Pascal bietet Programmierern vier strukturierte Datentypen, die es ermöglichen, mehrere Werte in einer Variablen zu speichern. In einem Feld (array) kann eine feste, also während der Laufzeit unveränderbare Anzahl von Werten gespeichert werden, die alle vom selben Datentyp sein müssen. Im folgenden Beispiel wird ein Feld definiert, in welchem maximal 100 ganze Zahlen abgespeichert werden können:

tBeispielFeld = array [1..100] of integer;

In einem Verbund (record) kann eine feste Anzahl von Werten gespeichert werden, wobei die Werte von verschiedenem Datentyp sein dürfen.
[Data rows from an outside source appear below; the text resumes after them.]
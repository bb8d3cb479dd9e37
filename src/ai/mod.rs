//! The decision core: hand strength, opponent modelling and the rules that
//! turn them into an action.
//!
//! Strength caches are built per board from [`PocketScores`] up:
//! [`PocketRanks`] for how often a pocket is ahead now and [`PocketOdds`]
//! for how that changes with the cards to come. [`OpponentModel`]s keep
//! recency weighted statistics about the other players. The
//! [`RuleEngine`] scores every possible [`Outcome`] from all of that, and a
//! [`Strategy`] turns the winner into a [`Decision`] with a bet sized from
//! a [`BetRange`].

/// Errors for the whole module.
mod errors;
/// Export `AiError`
pub use self::errors::{AiError, Result};

/// Storage with one slot per pocket.
mod pocket_matrix;
/// Export `PocketMatrix`
pub use self::pocket_matrix::{POCKET_COUNT, PocketMatrix};

/// Ordinal scores of every pocket on a board.
mod pocket_scores;
pub use self::pocket_scores::PocketScores;

/// Raw hand strength of every pocket on a board.
mod pocket_ranks;
pub use self::pocket_ranks::PocketRanks;

/// Hand strength with potential for one pocket.
mod pocket_odds;
pub use self::pocket_odds::PocketOdds;

/// Single board memoization of the strength tables.
mod board_cache;
pub use self::board_cache::{BoardCache, PocketCaches};

/// Flush and straight draws.
mod hand_potential;
pub use self::hand_potential::{BoardTexture, HandPotential};

/// Starting hand classes and the groups they are sorted into.
mod hand_selection;
pub use self::hand_selection::{HAND_CLASS_COUNT, HandClass, HandGroup, HandSelectionScheme};

/// Static opponent range tables.
mod simple_bias;
pub use self::simple_bias::{MAX_TABLE, SimpleBias};

/// Weights of an opponent's possible holdings.
mod hand_probability;
pub use self::hand_probability::HandProbabilityMatrix;

/// Recency weighted statistics.
mod tracker;
pub use self::tracker::{BooleanTracker, FloatTracker};

/// What is known about each opponent.
mod opponent_model;
pub use self::opponent_model::{HandRecord, OpponentModel, RecordedAction};

/// Table facts a decision is made from.
mod context;
pub use self::context::{
    ActionKind, BettingRound, DecisionContext, OpponentView, PlayerAction, PlayerInfo,
    PositionCategory, PostFlopPosition, PotStatus, PreFlopRaisers, hoh_m,
};

/// Bet sizing.
mod bet_range;
pub use self::bet_range::{ALL_IN, BIG_BLIND, BetContext, BetRange, POT_SIZE, STACK_SIZE, StackOwner};

/// Check/fold, call and bet/raise mixes.
mod outcome;
pub use self::outcome::{AiOutcome, Bucket};

/// Weighted rules.
mod rule_engine;
pub use self::rule_engine::{
    AccumulationPolicy, Curve, Factor, HandStrengths, HohZone, Mood, OUTCOME_COUNT, OUTCOME_NONE,
    Outcome, OutcomeAdjustment, OutcomeScore, Personality, RuleEngine, RuleInputs, scale,
};

/// Putting it all together.
mod strategy;
pub use self::strategy::{Decision, ObservedAction, Strategy, StrategyKind, V2Strategy, hand_strengths};
#[cfg(feature = "serde")]
pub use self::strategy::{StrategyConfig, StrategyConfigError};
Ein Beispiel einer Definition:

tPerson = record
   Alter : 0..150;
   Haarfarbe : (braun, blond, schwarz);
   Groesse : real;
   kurzsichtig : boolean
end;

Eine beliebig lange Folge von Werten desselben Typs kann in Pascal mithilfe des Datentyps Datei (file) dargestellt werden. Beispiel einer Definition: tBeispielDatei = file of integer

Zeiger

Hauptzweck der Verwendung von Zeigern ist in Pascal das Erstellen von verschiedenen Datenstrukturen, je nach den Vorstellungen des Programmierers. So lassen sich mithilfe von Zeigern etwa Listen und Bäume erstellen, die bei der Speicherung von Daten Vorteile gegenüber Feldern, Mengen, Verbünden und Dateien bieten. Ein weiterer Vorteil von Zeigern ist, dass Zeigervariablen den von ihnen benötigten Speicherplatz während der Laufzeit anfordern können. Der Programmierer muss also nicht schon im Vorhinein definieren, wieviel Platz die Variablen seines Programms bei der Ausführung benötigen werden und kann grundsätzlich vom Minimum ausgehen, welches dann je nach Bedarfsfall überschritten wird.

Programmstrukturen

Charakteristisch für Pascal ist das Konzept der Verschachtelung von Prozeduren und Funktionen. Im Deklarationsteil einer Prozedur oder Funktion können andere Prozeduren und Funktionen definiert werden, die außerhalb nicht sichtbar sind. Beispiel:

program HalloWelt;
    procedure foo;
        procedure bar;
        begin
            writeln('Hallo Welt');
        end;
    begin
        bar
    end;
begin
    foo; //kein Compilerfehler
    bar //Compilerfehler, da bar nicht sichtbar
end.

Kontrollstrukturen

Bedingte Anweisung und Verzweigung

Als bedingte Anweisungen und Verzweigungen stehen in Pascal die if- und die case-Anweisung zur Verfügung. Ein Beispiel einer if-Verzweigung:

if (1 = 2) then
   writeln ('wird nicht ausgeführt')
else if (1 = 1) then
   writeln ('wird ausgeführt')
else
   writeln ('wird nicht ausgeführt');

Schleifen

Pascal bietet drei Arten von Schleifen. Soll vor jedem Schleifendurchlauf eine Abbruchbedingung geprüft werden, verwendet man die while-Anweisung, für eine Prüfung nach jedem Durchlauf die repeat-Anweisung. Für eine vorgegebene Anzahl von Durchläufen gibt es die for-Anweisung. Keine Schleife ist die zum Verarbeiten des record-Typs verwendbare with-Anweisung.

while wert < 100 do
   wert := wert + 1;

Compiler

Der erste Pascal-Compiler selbst entstand auf der CDC Cyber 6000 der ETH Zürich. Daraus entstand dann Pascal 6000, das als erste operative Version eines Compilers der Sprache gesehen werden kann.

PhotoRemote nutzt selber einen internen Pascal- Compiler um die Skripte in Echtzeit zu kompilieren und auszuführen.